◆ **TASK BRIEF**: Please reproduce the listing in its entirety, exactly as shown.

◆ **EXTRACTED RECORDS**:

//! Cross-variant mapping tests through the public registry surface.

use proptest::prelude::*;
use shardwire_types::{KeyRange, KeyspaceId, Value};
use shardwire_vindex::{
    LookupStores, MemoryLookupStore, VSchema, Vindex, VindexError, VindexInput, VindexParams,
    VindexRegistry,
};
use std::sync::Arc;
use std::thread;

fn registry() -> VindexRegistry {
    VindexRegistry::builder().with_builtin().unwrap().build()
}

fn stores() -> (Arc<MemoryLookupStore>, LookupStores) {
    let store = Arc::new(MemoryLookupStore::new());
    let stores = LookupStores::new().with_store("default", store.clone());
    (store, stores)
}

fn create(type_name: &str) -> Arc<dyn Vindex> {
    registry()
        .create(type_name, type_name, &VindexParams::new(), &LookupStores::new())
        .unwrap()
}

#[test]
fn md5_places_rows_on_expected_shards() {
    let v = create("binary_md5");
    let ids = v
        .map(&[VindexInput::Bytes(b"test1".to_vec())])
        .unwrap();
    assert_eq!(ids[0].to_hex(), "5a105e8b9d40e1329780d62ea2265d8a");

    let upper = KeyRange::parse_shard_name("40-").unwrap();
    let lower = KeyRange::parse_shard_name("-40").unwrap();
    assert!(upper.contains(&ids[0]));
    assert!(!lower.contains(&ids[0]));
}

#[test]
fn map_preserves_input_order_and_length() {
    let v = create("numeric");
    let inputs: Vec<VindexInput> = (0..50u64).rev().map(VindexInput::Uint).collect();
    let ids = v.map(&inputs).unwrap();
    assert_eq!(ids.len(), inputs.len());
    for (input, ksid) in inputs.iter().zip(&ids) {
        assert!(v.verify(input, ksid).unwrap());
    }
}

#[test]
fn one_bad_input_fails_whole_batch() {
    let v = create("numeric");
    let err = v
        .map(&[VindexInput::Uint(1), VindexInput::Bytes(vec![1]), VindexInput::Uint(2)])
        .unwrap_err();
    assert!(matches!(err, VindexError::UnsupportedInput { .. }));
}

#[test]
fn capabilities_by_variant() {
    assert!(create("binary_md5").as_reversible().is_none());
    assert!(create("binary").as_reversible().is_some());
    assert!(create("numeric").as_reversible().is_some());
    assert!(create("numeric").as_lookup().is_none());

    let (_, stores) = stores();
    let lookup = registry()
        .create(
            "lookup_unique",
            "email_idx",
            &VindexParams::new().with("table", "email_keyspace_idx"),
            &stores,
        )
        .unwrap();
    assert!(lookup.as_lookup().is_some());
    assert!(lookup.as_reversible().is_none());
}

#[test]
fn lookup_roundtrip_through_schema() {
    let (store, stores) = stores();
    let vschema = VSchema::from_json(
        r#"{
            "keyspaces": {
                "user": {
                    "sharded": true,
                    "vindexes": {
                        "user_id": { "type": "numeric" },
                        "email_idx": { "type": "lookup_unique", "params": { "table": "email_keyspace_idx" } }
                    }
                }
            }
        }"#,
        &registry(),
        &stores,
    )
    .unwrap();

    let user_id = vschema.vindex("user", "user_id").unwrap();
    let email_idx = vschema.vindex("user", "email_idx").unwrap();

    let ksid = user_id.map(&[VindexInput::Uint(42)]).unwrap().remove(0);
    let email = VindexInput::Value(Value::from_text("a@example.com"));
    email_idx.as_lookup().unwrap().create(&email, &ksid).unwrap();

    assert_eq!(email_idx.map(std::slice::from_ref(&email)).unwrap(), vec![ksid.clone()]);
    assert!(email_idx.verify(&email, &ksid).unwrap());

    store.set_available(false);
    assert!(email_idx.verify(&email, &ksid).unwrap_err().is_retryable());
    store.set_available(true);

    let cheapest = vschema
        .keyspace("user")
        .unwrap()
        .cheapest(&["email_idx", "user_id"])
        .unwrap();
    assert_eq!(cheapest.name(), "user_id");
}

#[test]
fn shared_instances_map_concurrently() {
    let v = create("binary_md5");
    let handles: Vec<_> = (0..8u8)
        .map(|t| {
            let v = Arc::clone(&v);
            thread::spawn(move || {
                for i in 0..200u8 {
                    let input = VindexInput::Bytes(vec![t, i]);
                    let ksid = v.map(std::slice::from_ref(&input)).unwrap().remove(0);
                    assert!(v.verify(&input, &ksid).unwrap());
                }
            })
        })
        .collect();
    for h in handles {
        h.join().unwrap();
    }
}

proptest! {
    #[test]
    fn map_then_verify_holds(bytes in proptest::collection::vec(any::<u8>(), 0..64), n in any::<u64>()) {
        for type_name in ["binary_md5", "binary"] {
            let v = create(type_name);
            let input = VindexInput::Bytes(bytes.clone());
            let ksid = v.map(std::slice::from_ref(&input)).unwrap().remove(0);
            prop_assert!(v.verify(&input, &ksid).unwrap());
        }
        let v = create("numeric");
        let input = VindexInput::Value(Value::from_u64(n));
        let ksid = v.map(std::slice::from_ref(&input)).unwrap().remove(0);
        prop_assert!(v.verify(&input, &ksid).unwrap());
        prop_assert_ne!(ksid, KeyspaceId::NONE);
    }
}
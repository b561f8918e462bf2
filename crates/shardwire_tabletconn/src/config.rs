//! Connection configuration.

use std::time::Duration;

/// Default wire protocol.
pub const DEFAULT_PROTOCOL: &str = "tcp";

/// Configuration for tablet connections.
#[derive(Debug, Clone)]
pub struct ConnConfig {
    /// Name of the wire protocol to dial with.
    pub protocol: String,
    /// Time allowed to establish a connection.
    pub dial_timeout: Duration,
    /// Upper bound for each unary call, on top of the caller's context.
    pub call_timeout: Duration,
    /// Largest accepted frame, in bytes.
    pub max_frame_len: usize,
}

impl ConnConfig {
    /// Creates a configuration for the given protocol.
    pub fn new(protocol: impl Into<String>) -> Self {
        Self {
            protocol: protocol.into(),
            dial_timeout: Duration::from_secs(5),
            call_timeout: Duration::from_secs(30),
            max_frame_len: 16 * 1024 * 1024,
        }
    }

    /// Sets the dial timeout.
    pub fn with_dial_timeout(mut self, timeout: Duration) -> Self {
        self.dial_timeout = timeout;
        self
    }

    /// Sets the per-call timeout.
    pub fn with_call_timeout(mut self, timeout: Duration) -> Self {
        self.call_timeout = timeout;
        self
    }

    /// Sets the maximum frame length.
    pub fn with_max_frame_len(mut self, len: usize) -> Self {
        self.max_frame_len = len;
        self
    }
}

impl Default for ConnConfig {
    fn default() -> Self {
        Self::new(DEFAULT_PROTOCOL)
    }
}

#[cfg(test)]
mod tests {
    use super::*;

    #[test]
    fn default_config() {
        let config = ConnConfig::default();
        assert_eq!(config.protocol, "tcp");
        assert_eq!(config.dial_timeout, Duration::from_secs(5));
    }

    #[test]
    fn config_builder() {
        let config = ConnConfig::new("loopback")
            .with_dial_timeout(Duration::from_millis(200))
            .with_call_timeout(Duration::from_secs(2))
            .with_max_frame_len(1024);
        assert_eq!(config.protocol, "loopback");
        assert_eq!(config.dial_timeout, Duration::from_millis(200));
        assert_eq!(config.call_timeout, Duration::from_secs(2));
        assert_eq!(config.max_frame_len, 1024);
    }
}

◆ **TASK ANSWER**:
//! Cross-variant mapping tests through the public registry surface.

use proptest::prelude::*;
use shardwire_types::{KeyRange, KeyspaceId, Value};
use shardwire_vindex::{
    LookupStores, MemoryLookupStore, VSchema, Vindex, VindexError, VindexInput, VindexParams,
    VindexRegistry,
};
use std::sync::Arc;
use std::thread;

fn registry() -> VindexRegistry {
    VindexRegistry::builder().with_builtin().unwrap().build()
}

fn stores() -> (Arc<MemoryLookupStore>, LookupStores) {
    let store = Arc::new(MemoryLookupStore::new());
    let stores = LookupStores::new().with_store("default", store.clone());
    (store, stores)
}

fn create(type_name: &str) -> Arc<dyn Vindex> {
    registry()
        .create(type_name, type_name, &VindexParams::new(), &LookupStores::new())
        .unwrap()
}

#[test]
fn md5_places_rows_on_expected_shards() {
    let v = create("binary_md5");
    let ids = v
        .map(&[VindexInput::Bytes(b"test1".to_vec())])
        .unwrap();
    assert_eq!(ids[0].to_hex(), "5a105e8b9d40e1329780d62ea2265d8a");

    let upper = KeyRange::parse_shard_name("40-").unwrap();
    let lower = KeyRange::parse_shard_name("-40").unwrap();
    assert!(upper.contains(&ids[0]));
    assert!(!lower.contains(&ids[0]));
}

#[test]
fn map_preserves_input_order_and_length() {
    let v = create("numeric");
    let inputs: Vec<VindexInput> = (0..50u64).rev().map(VindexInput::Uint).collect();
    let ids = v.map(&inputs).unwrap();
    assert_eq!(ids.len(), inputs.len());
    for (input, ksid) in inputs.iter().zip(&ids) {
        assert!(v.verify(input, ksid).unwrap());
    }
}

#[test]
fn one_bad_input_fails_whole_batch() {
    let v = create("numeric");
    let err = v
        .map(&[VindexInput::Uint(1), VindexInput::Bytes(vec![1]), VindexInput::Uint(2)])
        .unwrap_err();
    assert!(matches!(err, VindexError::UnsupportedInput { .. }));
}

#[test]
fn capabilities_by_variant() {
    assert!(create("binary_md5").as_reversible().is_none());
    assert!(create("binary").as_reversible().is_some());
    assert!(create("numeric").as_reversible().is_some());
    assert!(create("numeric").as_lookup().is_none());

    let (_, stores) = stores();
    let lookup = registry()
        .create(
            "lookup_unique",
            "email_idx",
            &VindexParams::new().with("table", "email_keyspace_idx"),
            &stores,
        )
        .unwrap();
    assert!(lookup.as_lookup().is_some());
    assert!(lookup.as_reversible().is_none());
}

#[test]
fn lookup_roundtrip_through_schema() {
    let (store, stores) = stores();
    let vschema = VSchema::from_json(
        r#"{
            "keyspaces": {
                "user": {
                    "sharded": true,
                    "vindexes": {
                        "user_id": { "type": "numeric" },
                        "email_idx": { "type": "lookup_unique", "params": { "table": "email_keyspace_idx" } }
                    }
                }
            }
        }"#,
        &registry(),
        &stores,
    )
    .unwrap();

    let user_id = vschema.vindex("user", "user_id").unwrap();
    let email_idx = vschema.vindex("user", "email_idx").unwrap();

    let ksid = user_id.map(&[VindexInput::Uint(42)]).unwrap().remove(0);
    let email = VindexInput::Value(Value::from_text("a@example.com"));
    email_idx.as_lookup().unwrap().create(&email, &ksid).unwrap();

    assert_eq!(email_idx.map(std::slice::from_ref(&email)).unwrap(), vec![ksid.clone()]);
    assert!(email_idx.verify(&email, &ksid).unwrap());

    store.set_available(false);
    assert!(email_idx.verify(&email, &ksid).unwrap_err().is_retryable());
    store.set_available(true);

    let cheapest = vschema
        .keyspace("user")
        .unwrap()
        .cheapest(&["email_idx", "user_id"])
        .unwrap();
    assert_eq!(cheapest.name(), "user_id");
}

#[test]
fn shared_instances_map_concurrently() {
    let v = create("binary_md5");
    let handles: Vec<_> = (0..8u8)
        .map(|t| {
            let v = Arc::clone(&v);
            thread::spawn(move || {
                for i in 0..200u8 {
                    let input = VindexInput::Bytes(vec![t, i]);
                    let ksid = v.map(std::slice::from_ref(&input)).unwrap().remove(0);
                    assert!(v.verify(&input, &ksid).unwrap());
                }
            })
        })
        .collect();
    for h in handles {
        h.join().unwrap();
    }
}

proptest! {
    #[test]
    fn map_then_verify_holds(bytes in proptest::collection::vec(any::<u8>(), 0..64), n in any::<u64>()) {
        for type_name in ["binary_md5", "binary"] {
            let v = create(type_name);
            let input = VindexInput::Bytes(bytes.clone());
            let ksid = v.map(std::slice::from_ref(&input)).unwrap().remove(0);
            prop_assert!(v.verify(&input, &ksid).unwrap());
        }
        let v = create("numeric");
        let input = VindexInput::Value(Value::from_u64(n));
        let ksid = v.map(std::slice::from_ref(&input)).unwrap().remove(0);
        prop_assert!(v.verify(&input, &ksid).unwrap());
        prop_assert_ne!(ksid, KeyspaceId::NONE);
    }
}
repository b561f8918e462bf2
filename crates/shardwire_tabletconn/src/config.rs
//! Connection configuration.

use std::time::Duration;

/// Default wire protocol.
pub const DEFAULT_PROTOCOL: &str = "tcp";

/// Configuration for tablet connections.
#[derive(Debug, Clone)]
pub struct ConnConfig {
    /// Name of the wire protocol to dial with.
    pub protocol: String,
    /// Time allowed to establish a connection.
    pub dial_timeout: Duration,
    /// Upper bound for each unary call, on top of the caller's context.
    pub call_timeout: Duration,
    /// Largest accepted frame, in bytes.
    pub max_frame_len: usize,
}

impl ConnConfig {
    /// Creates a configuration for the given protocol.
    pub fn new(protocol: impl Into<String>) -> Self {
        Self {
            protocol: protocol.into(),
            dial_timeout: Duration::from_secs(5),
            call_timeout: Duration::from_secs(30),
            max_frame_len: 16 * 1024 * 1024,
        }
    }

    /// Sets the dial timeout.
    pub fn with_dial_timeout(mut self, timeout: Duration) -> Self {
        self.dial_timeout = timeout;
        self
    }

    /// Sets the per-call timeout.
    pub fn with_call_timeout(mut self, timeout: Duration) -> Self {
        self.call_timeout = timeout;
        self
    }

    /// Sets the maximum frame length.
    pub fn with_max_frame_len(mut self, len: usize) -> Self {
        self.max_frame_len = len;
        self
    }
}

impl Default for ConnConfig {
    fn default() -> Self {
        Self::new(DEFAULT_PROTOCOL)
    }
}

#[cfg(test)]
mod tests {
    use super::*;

    #[test]
    fn default_config() {
        let config = ConnConfig::default();
        assert_eq!(config.protocol, "tcp");
        assert_eq!(config.dial_timeout, Duration::from_secs(5));
    }

    #[test]
    fn config_builder() {
        let config = ConnConfig::new("loopback")
            .with_dial_timeout(Duration::from_millis(200))
            .with_call_timeout(Duration::from_secs(2))
            .with_max_frame_len(1024);
        assert_eq!(config.protocol, "loopback");
        assert_eq!(config.dial_timeout, Duration::from_millis(200));
        assert_eq!(config.call_timeout, Duration::from_secs(2));
        assert_eq!(config.max_frame_len, 1024);
    }
}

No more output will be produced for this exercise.